Gamble Rogers, recreator.

The Flagler County Commission miscalculated terribly this week when it gave its unanimous approval to back Flagler Beach’s attempt to kill Gamble Rogers out of that recreation area’s name. And yes, Flagler Beach is trying to kill Rogers a second time, as if his first death wasn’t bad enough.

pierre tristam column flaglerlive Gamble Rogers, in case you don’t know—and most of us don’t until we look him up—was a folk singer who sang about Florida and the South and had a habit of letting loose in long witty monologues that elicited comparisons, at least from his publicists, to Will Rogers and Mark Twain. He was nowhere near those two talents, just as his music was nowhere near that of Hank Williams or Bessie Smith, two singers took a lot from. But just because he wasn’t an international sensation doesn’t diminish what he was: a soulful singer whose premature death robbed us of lyricism and laughs, two drugs we can’t have enough of these days. Half the pleasure of looking up his name is in a discovery that makes the effort worthwhile, and makes the point of memorializing his name. It’s a way to give him new life.
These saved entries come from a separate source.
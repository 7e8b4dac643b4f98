use serde::{Deserialize, Serialize};
use uuid::Uuid;

use super::{require, ValidationError};

#[derive(Debug, Clone, Copy, Serialize, Deserialize, PartialEq, Eq, Default)]
pub enum SponsorTier {
    Diamond,
    Gold,
    #[default]
    Silver,
}

#[derive(Debug, Clone, Serialize, Deserialize, PartialEq)]
#[serde(rename_all = "camelCase")]
pub struct Sponsor {
    pub id: Uuid,
    pub name: String,
    #[serde(default)]
    pub tier: SponsorTier,
    #[serde(default)]
    pub logo: String,
    #[serde(default)]
    pub description: String,
    #[serde(default)]
    pub website: String,
}

impl Sponsor {
    pub fn new(name: impl Into<String>, tier: SponsorTier) -> Self {
        Self {
            id: Uuid::new_v4(),
            name: name.into(),
            tier,
            logo: String::new(),
            description: String::new(),
            website: String::new(),
        }
    }

    pub fn validate(&self) -> Result<(), ValidationError> {
        require("name", &self.name)?;
        let website = self.website.trim();
        if !website.is_empty()
            && !(website.starts_with("http://") || website.starts_with("https://"))
        {
            return Err(ValidationError::InvalidUrl(self.website.clone()));
        }
        Ok(())
    }
}
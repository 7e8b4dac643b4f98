mod announcement;
mod pickup;
mod record;
mod registration;
mod result;
mod sponsor;
mod team;
mod tournament;

pub use announcement::{Announcement, Priority};
pub use pickup::PickUpPlayer;
pub use record::{Collection, Record, RecordChange, ValidationError};
pub use registration::Registration;
pub use result::{Division, ResultFormat, TournamentResult};
pub use sponsor::{Sponsor, SponsorTier};
pub use team::{PaymentStatus, SkillLevel, Team};
pub use tournament::{AgeGroupSpots, SportKind, Tournament};

/// Trimmed-empty check shared by the record validators.
pub(crate) fn require(field: &'static str, value: &str) -> Result<(), ValidationError> {
    if value.trim().is_empty() {
        Err(ValidationError::MissingField(field))
    } else {
        Ok(())
    }
}
//! Tourney: the document server, its HTTP client store and the
//! connectivity probe that drive the `tourney-core` sync layer.

pub mod config;
pub mod probe;
pub mod remote;
pub mod server;
//! Tourney Core Library
//!
//! Client-side sync layer for the tournament app: connectivity tracking,
//! pending-write flushing and retrying writes against a document store,
//! plus the typed records those writes carry.

pub mod backoff;
pub mod connectivity;
pub mod context;
pub mod coordinator;
pub mod error;
pub mod models;
pub mod notify;
pub mod registration;
pub mod settings;
pub mod store;
pub mod writer;

#[cfg(test)]
mod testing;

pub use backoff::Backoff;
pub use connectivity::{ConnectionPhase, ConnectivityMonitor, ConnectivityState, Subscription};
pub use context::SyncContext;
pub use coordinator::{SyncCoordinator, SyncError};
pub use error::{classify, ErrorKind, ErrorRecord, StoreError};
pub use models::{
    AgeGroupSpots, Announcement, Collection, Division, PaymentStatus, PickUpPlayer, Priority,
    Record, RecordChange, Registration, ResultFormat, SkillLevel, Sponsor, SponsorTier, SportKind,
    Team, Tournament, TournamentResult, ValidationError,
};
pub use notify::{LogNotifier, Notice, Notifier, NotifyError, RegistrationDetails};
pub use registration::{RegistrationOutcome, RegistrationService};
pub use settings::SyncSettings;
pub use store::{DocumentStore, MemoryStore};
pub use writer::{RetryPolicy, RetryingWriter, SyncStatus, WriteError, WriteOutcome};

pub fn version() -> &'static str {
    env!("CARGO_PKG_VERSION")
}
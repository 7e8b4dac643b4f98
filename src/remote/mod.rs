//! Client side of the document server: the HTTP store and its outbox.

pub mod http;
pub mod outbox;

pub use http::{HttpDocumentStore, HttpStoreError};
pub use outbox::{Outbox, OutboxEntry, OutboxError, OutboxOp};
Rogers loved to hang out in Flagler Beach. He and his wife were on a break from touring the fall of 1991 when they stopped at the recreation area for some camping. When Rogers heard a man in distress in the surf, he rushed in. Neither he nor the other man survived. The Florida Legislature wisely renamed the recreation area in his honor a few months later. It had been the Flagler Beach State Recreation Area. It became Gamble Rogers Memorial State Recreation Area at Flagler Beach. And there his name has been, his only significant memorial. Flagler Beach has done nothing since to honor man or memory. Now it wants to dishonor him.
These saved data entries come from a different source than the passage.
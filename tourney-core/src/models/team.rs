use chrono::{DateTime, Utc};
use serde::{Deserialize, Serialize};
use std::fmt;
use std::str::FromStr;
use uuid::Uuid;

use super::{require, ValidationError};

#[derive(Debug, Clone, Copy, Serialize, Deserialize, PartialEq, Eq, Default)]
pub enum SkillLevel {
    #[default]
    A,
    B,
    C,
}

impl fmt::Display for SkillLevel {
    fn fmt(&self, f: &mut fmt::Formatter<'_>) -> fmt::Result {
        match self {
            SkillLevel::A => write!(f, "A"),
            SkillLevel::B => write!(f, "B"),
            SkillLevel::C => write!(f, "C"),
        }
    }
}

impl FromStr for SkillLevel {
    type Err = String;

    fn from_str(s: &str) -> Result<Self, Self::Err> {
        match s.trim().to_uppercase().as_str() {
            "A" => Ok(SkillLevel::A),
            "B" => Ok(SkillLevel::B),
            "C" => Ok(SkillLevel::C),
            _ => Err(format!("Invalid skill level '{}'. Valid values: A, B, C", s)),
        }
    }
}

#[derive(Debug, Clone, Copy, Serialize, Deserialize, PartialEq, Eq)]
#[serde(rename_all = "lowercase")]
pub enum PaymentStatus {
    Pending,
    Partial,
    Paid,
}

/// A team as submitted on the registration form.
#[derive(Debug, Clone, Serialize, Deserialize, PartialEq)]
#[serde(rename_all = "camelCase")]
pub struct Team {
    pub id: Uuid,
    pub name: String,
    pub coach_name: String,
    pub email: String,
    pub phone: String,
    pub skill_level: SkillLevel,
    pub registration_date: DateTime<Utc>,
    #[serde(default, skip_serializing_if = "Option::is_none")]
    pub notes: Option<String>,
    #[serde(default, skip_serializing_if = "Option::is_none")]
    pub payment_status: Option<PaymentStatus>,
    #[serde(default, skip_serializing_if = "Option::is_none")]
    pub special_requests: Option<String>,
}

impl Team {
    pub fn new(
        name: impl Into<String>,
        coach_name: impl Into<String>,
        email: impl Into<String>,
        phone: impl Into<String>,
    ) -> Self {
        Self {
            id: Uuid::new_v4(),
            name: name.into(),
            coach_name: coach_name.into(),
            email: email.into(),
            phone: phone.into(),
            skill_level: SkillLevel::default(),
            registration_date: Utc::now(),
            notes: None,
            payment_status: None,
            special_requests: None,
        }
    }

    pub fn with_skill_level(mut self, skill_level: SkillLevel) -> Self {
        self.skill_level = skill_level;
        self
    }

    pub fn with_notes(mut self, notes: impl Into<String>) -> Self {
        self.notes = Some(notes.into());
        self
    }

    pub fn with_payment_status(mut self, status: PaymentStatus) -> Self {
        self.payment_status = Some(status);
        self
    }

    pub fn validate(&self) -> Result<(), ValidationError> {
        require("name", &self.name)?;
        require("coachName", &self.coach_name)?;
        require("phone", &self.phone)?;
        if !is_plausible_email(&self.email) {
            return Err(ValidationError::InvalidEmail(self.email.clone()));
        }
        Ok(())
    }
}

pub(crate) fn is_plausible_email(email: &str) -> bool {
    let email = email.trim();
    match email.split_once('@') {
        Some((local, domain)) => {
            !local.is_empty()
                && !domain.contains('@')
                && domain
                    .split_once('.')
                    .is_some_and(|(host, tld)| !host.is_empty() && !tld.is_empty())
        }
        None => false,
    }
}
It’s doing it for the worst reasons, and without a whit of evidence that it’s even necessary. The Flagler Beach City Commission and its economic development task force claim that returning the recreation area to its former bland name will create jobs and bring more people to it. “Rogers often sang about what Florida loses to runaway growth,” the News-Journal’s Mark Lane wrote Thursday in his own affecting memorial to Rogers, “so he would have been amused that local boosters want no part of a park named after a folk singer because it doesn’t bring anyone into town.” That’s assuming that the boosters have their facts right. They don’t. The recreation area’s camping sites are booked solid for just about a year ahead. The area is doing fine. All those people are shopping in Flagler Beach, swimming in its surf, drinking its beer and guzzling its gas. Clearly, the Gamble Rogers recreation area has a loyal following. Change the name, and it may mess with a good thing by confusing that loyal following and possibly losing some of it.
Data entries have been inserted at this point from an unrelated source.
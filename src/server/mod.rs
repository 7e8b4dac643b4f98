//! Document server: JSON records per collection behind bearer-key auth.

pub mod api;
pub mod storage;

use serde::{Deserialize, Serialize};

pub use api::{router, ApiKeyEntry, ApiKeyStore, AppState, AuthUser};
pub use storage::{ServerStorage, ServerStorageError};

/// Error body returned by every failing endpoint. `code` uses the backend
/// error codes the client classifies.
#[derive(Debug, Clone, PartialEq, Serialize, Deserialize)]
pub struct ErrorBody {
    pub code: String,
    pub message: String,
}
But the worst reason behind the attempted name-change is Flagler Beach’s nuzzling up one of the most god-awful fad of early 21st century tourism. Even the word is awful, as if it were all a matter of cattle: branding. I have nothing against branding. It works with corn flakes. It works with Brillo pads and beer, and it works very well with toilet paper. But culture isn’t toilet paper. You don’t brand your heritage. You don’t brand your town, your history, your people. You honor them, celebrate them, memorialize them.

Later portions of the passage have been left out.